**YOUR GOAL**. Show all lines of the listing that hold the word "async".

**INFORMATION**.

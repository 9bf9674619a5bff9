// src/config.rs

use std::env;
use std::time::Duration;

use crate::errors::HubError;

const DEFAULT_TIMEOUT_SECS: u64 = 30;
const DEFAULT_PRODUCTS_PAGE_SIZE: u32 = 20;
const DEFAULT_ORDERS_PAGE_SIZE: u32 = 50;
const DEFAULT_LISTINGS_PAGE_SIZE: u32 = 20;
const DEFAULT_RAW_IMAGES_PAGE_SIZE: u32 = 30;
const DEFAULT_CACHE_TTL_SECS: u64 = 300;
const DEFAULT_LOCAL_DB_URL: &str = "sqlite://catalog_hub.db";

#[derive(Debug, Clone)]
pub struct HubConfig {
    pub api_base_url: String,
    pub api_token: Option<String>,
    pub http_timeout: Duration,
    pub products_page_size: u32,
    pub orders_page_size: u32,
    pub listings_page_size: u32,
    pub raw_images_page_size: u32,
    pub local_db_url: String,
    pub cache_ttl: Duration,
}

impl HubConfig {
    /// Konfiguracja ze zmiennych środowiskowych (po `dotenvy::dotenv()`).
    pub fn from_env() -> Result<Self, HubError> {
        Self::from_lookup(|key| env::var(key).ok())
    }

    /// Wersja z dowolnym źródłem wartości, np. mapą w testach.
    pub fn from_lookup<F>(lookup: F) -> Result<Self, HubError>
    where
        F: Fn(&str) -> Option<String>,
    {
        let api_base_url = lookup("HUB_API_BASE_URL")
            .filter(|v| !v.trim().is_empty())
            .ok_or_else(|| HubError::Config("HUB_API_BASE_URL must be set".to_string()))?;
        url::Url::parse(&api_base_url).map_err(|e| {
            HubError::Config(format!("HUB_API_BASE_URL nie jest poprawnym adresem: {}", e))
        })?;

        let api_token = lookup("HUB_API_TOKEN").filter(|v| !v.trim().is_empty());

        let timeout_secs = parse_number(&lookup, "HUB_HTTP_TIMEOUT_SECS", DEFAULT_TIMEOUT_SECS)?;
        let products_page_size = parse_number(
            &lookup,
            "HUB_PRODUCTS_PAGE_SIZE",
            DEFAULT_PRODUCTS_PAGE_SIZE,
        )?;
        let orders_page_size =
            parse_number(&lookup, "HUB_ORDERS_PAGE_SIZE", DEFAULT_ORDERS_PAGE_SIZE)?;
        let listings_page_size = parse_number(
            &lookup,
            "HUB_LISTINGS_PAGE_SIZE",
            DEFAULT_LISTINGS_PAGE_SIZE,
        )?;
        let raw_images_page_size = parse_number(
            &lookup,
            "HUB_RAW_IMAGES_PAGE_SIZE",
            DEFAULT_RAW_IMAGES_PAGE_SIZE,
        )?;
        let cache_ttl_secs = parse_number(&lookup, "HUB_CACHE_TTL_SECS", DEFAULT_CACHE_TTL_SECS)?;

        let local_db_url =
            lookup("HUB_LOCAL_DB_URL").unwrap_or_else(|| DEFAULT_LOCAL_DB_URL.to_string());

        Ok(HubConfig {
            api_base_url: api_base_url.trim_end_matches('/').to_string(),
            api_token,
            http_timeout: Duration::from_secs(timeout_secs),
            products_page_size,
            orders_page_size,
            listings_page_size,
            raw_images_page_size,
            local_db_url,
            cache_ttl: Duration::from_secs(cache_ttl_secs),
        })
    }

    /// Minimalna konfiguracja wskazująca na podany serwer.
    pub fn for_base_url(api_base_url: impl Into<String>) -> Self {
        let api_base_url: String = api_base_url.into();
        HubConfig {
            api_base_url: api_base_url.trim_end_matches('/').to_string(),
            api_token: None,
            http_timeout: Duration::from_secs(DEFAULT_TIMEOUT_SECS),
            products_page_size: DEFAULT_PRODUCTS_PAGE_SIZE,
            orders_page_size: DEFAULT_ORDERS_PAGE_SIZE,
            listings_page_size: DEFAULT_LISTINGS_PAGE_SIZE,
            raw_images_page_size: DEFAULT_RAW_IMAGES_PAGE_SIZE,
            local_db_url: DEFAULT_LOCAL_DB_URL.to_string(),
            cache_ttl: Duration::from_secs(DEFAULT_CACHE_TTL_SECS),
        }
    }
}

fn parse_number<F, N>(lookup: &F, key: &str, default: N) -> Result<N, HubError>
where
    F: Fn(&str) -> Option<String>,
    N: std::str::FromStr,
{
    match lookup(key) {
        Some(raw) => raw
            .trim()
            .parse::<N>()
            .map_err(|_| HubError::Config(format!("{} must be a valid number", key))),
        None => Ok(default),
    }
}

---

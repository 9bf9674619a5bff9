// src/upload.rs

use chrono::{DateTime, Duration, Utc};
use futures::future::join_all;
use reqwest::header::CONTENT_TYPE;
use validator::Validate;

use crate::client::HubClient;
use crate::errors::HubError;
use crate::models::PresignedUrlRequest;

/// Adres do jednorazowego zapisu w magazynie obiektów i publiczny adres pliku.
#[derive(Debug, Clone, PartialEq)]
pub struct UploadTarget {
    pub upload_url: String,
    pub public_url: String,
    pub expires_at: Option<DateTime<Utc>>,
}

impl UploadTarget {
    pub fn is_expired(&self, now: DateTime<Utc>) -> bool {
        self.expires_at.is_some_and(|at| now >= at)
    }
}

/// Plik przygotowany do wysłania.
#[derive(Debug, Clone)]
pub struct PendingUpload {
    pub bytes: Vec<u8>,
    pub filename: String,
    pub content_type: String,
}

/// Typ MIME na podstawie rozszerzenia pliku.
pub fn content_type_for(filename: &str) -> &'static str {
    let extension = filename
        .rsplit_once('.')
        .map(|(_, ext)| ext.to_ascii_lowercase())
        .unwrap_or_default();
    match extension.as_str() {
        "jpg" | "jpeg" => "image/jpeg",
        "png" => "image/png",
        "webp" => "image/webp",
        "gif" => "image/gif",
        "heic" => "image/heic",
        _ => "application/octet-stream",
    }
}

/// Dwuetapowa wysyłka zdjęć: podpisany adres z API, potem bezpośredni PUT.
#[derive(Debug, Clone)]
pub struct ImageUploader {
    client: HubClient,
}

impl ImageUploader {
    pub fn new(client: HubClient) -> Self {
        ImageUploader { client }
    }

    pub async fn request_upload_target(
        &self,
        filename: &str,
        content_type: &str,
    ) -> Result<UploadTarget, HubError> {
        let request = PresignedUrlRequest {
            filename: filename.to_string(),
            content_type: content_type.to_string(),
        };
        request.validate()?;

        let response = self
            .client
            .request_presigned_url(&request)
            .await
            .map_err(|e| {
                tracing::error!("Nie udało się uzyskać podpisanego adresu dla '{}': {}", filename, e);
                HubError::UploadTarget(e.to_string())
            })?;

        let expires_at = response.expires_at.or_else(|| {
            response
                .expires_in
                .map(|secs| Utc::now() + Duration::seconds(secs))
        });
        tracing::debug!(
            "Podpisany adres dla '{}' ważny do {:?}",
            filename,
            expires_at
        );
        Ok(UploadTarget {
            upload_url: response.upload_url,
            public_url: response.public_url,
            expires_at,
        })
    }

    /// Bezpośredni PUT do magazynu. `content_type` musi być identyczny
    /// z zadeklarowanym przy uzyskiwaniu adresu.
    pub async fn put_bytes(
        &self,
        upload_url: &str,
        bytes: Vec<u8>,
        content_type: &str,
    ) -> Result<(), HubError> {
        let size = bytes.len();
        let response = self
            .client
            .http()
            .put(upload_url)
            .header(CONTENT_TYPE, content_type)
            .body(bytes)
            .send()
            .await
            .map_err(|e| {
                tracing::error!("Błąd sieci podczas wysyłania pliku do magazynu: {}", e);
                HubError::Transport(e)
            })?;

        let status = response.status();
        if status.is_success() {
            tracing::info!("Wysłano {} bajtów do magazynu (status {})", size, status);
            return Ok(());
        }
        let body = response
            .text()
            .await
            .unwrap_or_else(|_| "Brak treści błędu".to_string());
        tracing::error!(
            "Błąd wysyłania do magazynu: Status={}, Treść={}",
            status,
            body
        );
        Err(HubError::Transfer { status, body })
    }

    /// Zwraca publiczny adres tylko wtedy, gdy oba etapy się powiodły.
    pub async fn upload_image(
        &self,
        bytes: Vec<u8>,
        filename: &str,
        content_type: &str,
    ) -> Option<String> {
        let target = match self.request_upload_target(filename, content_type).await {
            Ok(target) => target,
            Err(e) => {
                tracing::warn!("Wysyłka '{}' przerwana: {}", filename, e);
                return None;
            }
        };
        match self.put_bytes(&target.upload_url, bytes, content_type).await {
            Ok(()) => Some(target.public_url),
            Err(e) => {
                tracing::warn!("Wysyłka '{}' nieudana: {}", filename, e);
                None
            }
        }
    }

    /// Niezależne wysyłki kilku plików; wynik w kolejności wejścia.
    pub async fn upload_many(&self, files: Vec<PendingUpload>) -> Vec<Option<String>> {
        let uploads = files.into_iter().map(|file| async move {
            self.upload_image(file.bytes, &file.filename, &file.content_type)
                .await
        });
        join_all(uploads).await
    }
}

**TASK SOLUTION**.
    pub async fn request_upload_target(
    pub async fn put_bytes(
    pub async fn upload_image(
    pub async fn upload_many(&self, files: Vec<PendingUpload>) -> Vec<Option<String>> {
        let uploads = files.into_iter().map(|file| async move {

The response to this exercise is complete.